FORT BRAGG, N.C. - Every three years, Fort Bragg's Army Community Service must undergo an accreditation inspection to ensure they are meeting Army standards. Inspectors from Family and Morale, Welfare and Recreation Command, the Installation Management Command Regional Headquarters and U.S. Army Medical Command evaluated ACS during their visit March 8 to 12.
ACS not only passed the inspection, but in the words of Dan Ahern, director, Fort Bragg FMWR, achieved "near perfection" with an overall score of 98.6 percent and meeting all ACS managed standards.

"I'm pleased as punch and very proud of the ACS team," said Ahern. "They were recognized as the best large ACS in the Army for 2009 and they really showed it during this inspection."

Lieutenant Gen. Frank Helmick, commander, XVIII Airborne Corps and Fort Bragg, and Col. Stephen Sicinski, Fort Bragg garrison commander, recognized the success of the ACS team in a ceremony in Memorial Hall at the Soldier Support Center Friday.

In addition to presenting the ACS program managers with certificates recognizing their success, they also presented ACS Director Barbara Trower-Simpkins with the Order of the White Plume.

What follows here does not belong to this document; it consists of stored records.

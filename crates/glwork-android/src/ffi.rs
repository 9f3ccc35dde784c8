//! C entry points taking raw `JNIEnv*` and `jobject` context addresses.
//!
//! Failures are logged; object-returning functions then yield null.
//! `openURL` and `sendNotification` run inside a local reference frame, so
//! repeated calls from a long-lived native thread do not grow the local table.
//! The objects returned by `getSystemService` and `parseURL` are local
//! references owned by the caller.

use std::ffi::{c_char, c_int, CStr};

use jni::objects::JObject;
use jni::sys::jobject;
use jni::JNIEnv;
use once_cell::sync::Lazy;
use tracing::error;

use crate::error::{HostError, ShimError};
use crate::jni_host::JniHost;
use crate::notify::Notifier;
use crate::services;

static NOTIFIER: Lazy<Notifier> = Lazy::new(Notifier::default);

unsafe fn c_str<'s>(ptr: *const c_char) -> Result<&'s str, ShimError> {
    if ptr.is_null() {
        return Err(ShimError::InvalidString);
    }
    unsafe { CStr::from_ptr(ptr) }
        .to_str()
        .map_err(|_| ShimError::InvalidString)
}

/// Run `f` with a host wrapping `jni_env` and the context object.
unsafe fn with_host<R>(
    what: &str,
    jni_env: usize,
    ctx: usize,
    f: impl for<'a, 'local> FnOnce(&mut JniHost<'a, 'local>, &JObject<'local>) -> Result<R, ShimError>,
) -> Option<R> {
    let result = unsafe { JNIEnv::from_raw(jni_env as *mut jni::sys::JNIEnv) }
        .map_err(|err| ShimError::Host(HostError::from(err)))
        .and_then(|mut env| {
            let ctx = unsafe { JObject::from_raw(ctx as jobject) };
            f(&mut JniHost::new(&mut env), &ctx)
        });
    match result {
        Ok(value) => Some(value),
        Err(err) => {
            error!("{what} failed: {err}");
            None
        }
    }
}

/// # Safety
///
/// `jni_env` must be the `JNIEnv*` of the calling thread and `ctx` a live
/// `android.content.Context` reference; `service` a NUL-terminated string.
#[export_name = "getSystemService"]
pub unsafe extern "C" fn get_system_service_c(
    jni_env: usize,
    ctx: usize,
    service: *const c_char,
) -> jobject {
    unsafe {
        with_host("getSystemService", jni_env, ctx, |host, ctx| {
            let service = c_str(service)?;
            Ok(services::get_system_service(host, ctx, service)?.into_raw())
        })
    }
    .unwrap_or(std::ptr::null_mut())
}

/// # Safety
///
/// As for `getSystemService`.
#[export_name = "parseURL"]
pub unsafe extern "C" fn parse_url_c(jni_env: usize, ctx: usize, url: *const c_char) -> jobject {
    unsafe {
        with_host("parseURL", jni_env, ctx, |host, _ctx| {
            let url = c_str(url)?;
            Ok(services::parse_url(host, url)?.into_raw())
        })
    }
    .unwrap_or(std::ptr::null_mut())
}

/// # Safety
///
/// As for `getSystemService`. `java_vm` is accepted for ABI compatibility
/// and not used.
#[export_name = "openURL"]
pub unsafe extern "C" fn open_url_c(_java_vm: usize, jni_env: usize, ctx: usize, url: *const c_char) {
    unsafe {
        with_host("openURL", jni_env, ctx, |host, ctx| {
            services::open_url(host, ctx, c_str(url)?)
        });
    }
}

/// Post a notification through the process-wide notifier.
///
/// Returns the notification id, or `0` if nothing was posted.
///
/// # Safety
///
/// As for `openURL`; `title` and `body` must be NUL-terminated strings.
#[export_name = "sendNotification"]
pub unsafe extern "C" fn send_notification_c(
    _java_vm: usize,
    jni_env: usize,
    ctx: usize,
    title: *const c_char,
    body: *const c_char,
) -> c_int {
    unsafe {
        with_host("sendNotification", jni_env, ctx, |host, ctx| {
            let title = c_str(title)?;
            let body = c_str(body)?;
            NOTIFIER.send(host, ctx, title, body)
        })
    }
    .unwrap_or(0)
}
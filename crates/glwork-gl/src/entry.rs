//! C entry points for host code that fills `struct fnargs` itself.
//!
//! Both functions run the call on the native driver of the calling thread.
//! Errors never cross the boundary as panics; they are logged and turned
//! into sentinels.

use std::ffi::c_char;

use glwork_core::ffi::{FN_REJECTED, FN_SUCCESS};
use glwork_core::{DispatchError, FnArgs, FN_FAIL};
use tracing::error;

use crate::dispatch::process_fn;
use crate::native::NativeGl;

unsafe fn run(args: *const FnArgs, parg: *mut c_char) -> Result<usize, DispatchError> {
    let Some(args) = (unsafe { args.as_ref() }) else {
        return Err(DispatchError::NullRecord);
    };
    let mut gl = unsafe { NativeGl::load() }
        .map_err(|err| DispatchError::DriverUnavailable(format!("{err:#}")))?;
    unsafe { process_fn(&mut gl, args, parg) }
}

/// Execute one encoded call and return its result word.
///
/// Rejected calls return `FN_FAIL`, which a `GetAttribLocation` or
/// `GetUniformLocation` miss (`-1`) also produces; use `processFnChecked`
/// when the two must be told apart.
///
/// # Safety
///
/// `args` must point at a valid record whose addresses, like `parg`, are
/// valid for the function's slot layout. A GL context must be current.
#[export_name = "processFn"]
pub unsafe extern "C" fn process_fn_c(args: *const FnArgs, parg: *mut c_char) -> usize {
    match unsafe { run(args, parg) } {
        Ok(ret) => ret,
        Err(err) => {
            error!("processFn rejected call: {err}");
            FN_FAIL
        }
    }
}

/// Like `processFn`, but reports rejection through the return status and
/// stores the result word in `*ret`.
///
/// # Safety
///
/// As for `processFn`; `ret` must be null or valid for writes.
#[export_name = "processFnChecked"]
pub unsafe extern "C" fn process_fn_checked_c(
    args: *const FnArgs,
    parg: *mut c_char,
    ret: *mut usize,
) -> i32 {
    match unsafe { run(args, parg) } {
        Ok(value) => {
            if let Some(ret) = unsafe { ret.as_mut() } {
                *ret = value;
            }
            FN_SUCCESS
        }
        Err(err) => {
            error!("processFnChecked rejected call: {err}");
            FN_REJECTED
        }
    }
}
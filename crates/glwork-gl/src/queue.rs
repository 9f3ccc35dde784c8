//! Issuing GL calls from any thread, executing them on the context thread.
//!
//! A [`GlQueue`] encodes each call into its wire record and hands it to the
//! [`GlWorker`] that owns the backend. Calls that return a value or carry a
//! pointer block until the worker has run them, so the memory they borrow
//! outlives its use. Everything else is fire-and-forget.
//!
//! A blocking call made on the worker's own thread while the worker is not
//! draining will never return.

use std::ffi::c_char;
use std::sync::mpsc::{self, Receiver, Sender, SyncSender};

use glwork_core::{DispatchError, FnArgs, GlCall};
use tracing::{trace, warn};

use crate::backend::GlBackend;
use crate::dispatch::process_fn;

type Reply = SyncSender<Result<usize, DispatchError>>;

struct Job {
    args: FnArgs,
    parg: *mut c_char,
    reply: Option<Reply>,
}

// SAFETY: `parg` and any addresses in `args` are only non-null for blocking
// calls, whose issuer stays parked on `reply` until the worker is done with
// them or the job has been dropped.
unsafe impl Send for Job {}

/// Cloneable handle for issuing calls to a [`GlWorker`].
#[derive(Clone)]
pub struct GlQueue {
    tx: Sender<Job>,
}

/// Owns the backend and runs queued calls on the current thread.
pub struct GlWorker<B: GlBackend> {
    backend: B,
    rx: Receiver<Job>,
}

impl<B: GlBackend> GlWorker<B> {
    /// Create a worker around `backend` and the queue that feeds it.
    pub fn new(backend: B) -> (Self, GlQueue) {
        let (tx, rx) = mpsc::channel();
        (Self { backend, rx }, GlQueue { tx })
    }

    /// Run every call already queued, without waiting for more.
    /// Returns how many calls ran.
    pub fn run_pending(&mut self) -> usize {
        let mut ran = 0;
        while let Ok(job) = self.rx.try_recv() {
            self.execute(job);
            ran += 1;
        }
        ran
    }

    /// Serve calls until every [`GlQueue`] has been dropped.
    pub fn run(&mut self) {
        while let Ok(job) = self.rx.recv() {
            self.execute(job);
        }
        trace!("all GL queues dropped, worker exiting");
    }

    fn execute(&mut self, job: Job) {
        let result = unsafe { process_fn(&mut self.backend, &job.args, job.parg) };
        match job.reply {
            Some(reply) => {
                let _ = reply.send(result);
            }
            None => {
                if let Err(err) = result {
                    warn!("queued GL call failed: {err}");
                }
            }
        }
    }

    pub fn backend(&self) -> &B {
        &self.backend
    }

    pub fn backend_mut(&mut self) -> &mut B {
        &mut self.backend
    }

    pub fn into_backend(self) -> B {
        self.backend
    }
}

impl GlQueue {
    /// Queue `call`. Blocking calls return the result word; the others
    /// return `Ok(0)` as soon as the call is queued.
    pub fn call(&self, call: &GlCall<'_>, out: Option<&mut [u8]>) -> Result<usize, DispatchError> {
        let raw = call.encode(out)?;

        if !call.function().is_blocking() {
            self.tx
                .send(Job {
                    args: raw.args,
                    parg: raw.parg,
                    reply: None,
                })
                .map_err(|_| DispatchError::WorkerGone)?;
            return Ok(0);
        }

        let (reply, result) = mpsc::sync_channel(1);
        self.tx
            .send(Job {
                args: raw.args,
                parg: raw.parg,
                reply: Some(reply),
            })
            .map_err(|_| DispatchError::WorkerGone)?;
        result.recv().map_err(|_| DispatchError::WorkerGone)?
    }
}
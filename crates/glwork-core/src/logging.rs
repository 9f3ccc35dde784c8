//! Process-wide `tracing` setup.

use std::sync::Once;

use tracing_subscriber::EnvFilter;

/// Environment variable holding the log filter, e.g. `GLWORK_LOG=glwork_gl=trace`.
pub const LOG_ENV: &str = "GLWORK_LOG";

static LOG_INIT_ONCE: Once = Once::new();

/// Filter from `GLWORK_LOG`, then `RUST_LOG`, then `info`.
pub fn env_filter() -> EnvFilter {
    EnvFilter::try_from_env(LOG_ENV)
        .or_else(|_| EnvFilter::try_from_default_env())
        .unwrap_or_else(|_| EnvFilter::new("info"))
}

/// Install a formatting subscriber once per process.
///
/// See [`env_filter`]. If the host already installed a global subscriber it
/// is left alone.
pub fn init() {
    LOG_INIT_ONCE.call_once(|| {
        if tracing_subscriber::fmt()
            .with_env_filter(env_filter())
            .with_target(true)
            .try_init()
            .is_ok()
        {
            tracing::debug!("logging initialised");
        }
    });
}
use std::sync::Arc;

use axum::{
    Json, Router,
    extract::{Path, Query, State},
    http::StatusCode,
    routing::{get, post},
};
use serde::Deserialize;

use crate::{
    error::AppError,
    models::TodoView,
    response::ApiResult,
    services::{ServiceContext, TodoService},
    state::AppState,
};

pub const BASE_PATH: &str = "/todos";

#[derive(Debug, Default, Deserialize)]
pub struct ListTodosQuery {
    pub category: Option<String>,
}

pub fn router(state: Arc<AppState>) -> Router {
    Router::new()
        .route(BASE_PATH, get(list_todos).post(create_todo))
        .route("/todos/done", post(mark_todos_as_done))
        .route("/todos/{id}", get(get_todo))
        .with_state(state)
}

async fn list_todos(
    State(state): State<Arc<AppState>>,
    Query(query): Query<ListTodosQuery>,
) -> ApiResult<Vec<TodoView>> {
    let service = todo_service_from_state(state.as_ref());
    let todos = match query.category {
        Some(category) => service.get_todos_by_category(&category).await?,
        None => service.get_all_todos().await?,
    };
    Ok(Json(todos))
}

async fn get_todo(
    State(state): State<Arc<AppState>>,
    Path(id): Path<i64>,
) -> ApiResult<TodoView> {
    let service = todo_service_from_state(state.as_ref());
    Ok(Json(service.get_todo_by_id(id).await?))
}

async fn create_todo(
    State(state): State<Arc<AppState>>,
    Json(body): Json<TodoView>,
) -> Result<(StatusCode, Json<TodoView>), AppError> {
    require_text(&body.title, "Title required")?;
    require_text(&body.category, "Category required")?;
    let service = todo_service_from_state(state.as_ref());
    let created = service.create_todo(body).await?;
    Ok((StatusCode::CREATED, Json(created)))
}

async fn mark_todos_as_done(
    State(state): State<Arc<AppState>>,
    Json(ids): Json<Vec<i64>>,
) -> ApiResult<Vec<TodoView>> {
    let service = todo_service_from_state(state.as_ref());
    Ok(Json(service.mark_todos_as_done(&ids).await?))
}

/// Whitespace-only counts as blank. Accepted values are stored as sent, so
/// the category filter matches them exactly.
fn require_text(value: &str, message: &'static str) -> Result<(), AppError> {
    if value.trim().is_empty() {
        return Err(AppError::bad_request(message));
    }
    Ok(())
}

fn todo_service_from_state(state: &AppState) -> TodoService {
    ServiceContext::from_state(state).todo()
}
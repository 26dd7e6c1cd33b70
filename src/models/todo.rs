use serde::{Deserialize, Serialize};

/// Wire shape of a todo, used for create payloads and every response.
///
/// `id` and `done` may be omitted on input and default to `0` / `false`.
#[derive(Debug, Clone, PartialEq, Eq, Serialize, Deserialize)]
pub struct TodoView {
    #[serde(default)]
    pub id: i64,
    pub title: String,
    pub category: String,
    #[serde(default)]
    pub description: Option<String>,
    #[serde(default)]
    pub done: bool,
}

#[cfg(test)]
mod tests {
    use serde_json::json;

    use super::TodoView;

    #[test]
    fn create_payload_may_omit_id_done_and_description() {
        let view: TodoView =
            serde_json::from_value(json!({ "title": "New Todo", "category": "Work" }))
                .expect("payload should parse");

        assert_eq!(view.id, 0);
        assert!(!view.done);
        assert_eq!(view.description, None);
    }

    #[test]
    fn serializes_missing_description_as_null() {
        let view = TodoView {
            id: 3,
            title: "Todo 3".to_string(),
            category: "Home".to_string(),
            description: None,
            done: true,
        };

        assert_eq!(
            serde_json::to_value(&view).expect("view should serialize"),
            json!({
                "id": 3,
                "title": "Todo 3",
                "category": "Home",
                "description": null,
                "done": true
            })
        );
    }
}
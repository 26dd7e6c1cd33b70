pub mod context;
pub mod todo_service;

pub use context::ServiceContext;
pub use todo_service::{TodoError, TodoService};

The White Plume award is the Army's highest level of achievement in support of FMWR. Recipients must represent a career-long commitment of true service excellence to Soldiers, Families, the Army and the nation. Helmick said Trower-Simpkins easily meets these requirements.

"Barbara is the kind-of leader that should be in the ACS Hall of Fame," he said. "She recently received the Stalwart Award, recognizing her as the best ACS employee in the region. That doesn't come lightly."

Trower-Simpkins was humble about her accomplishments and said she is nothing without her team.
"I'm overwhelmed because it's really not about me, it's about my team," said Trower-Simpkins. "It's not me, but what our team does together to make this successful for our Soldiers and their Families. (The ACS team) gives of themselves so much to help provide Fort Bragg's Soldiers and Families with the resiliency they need."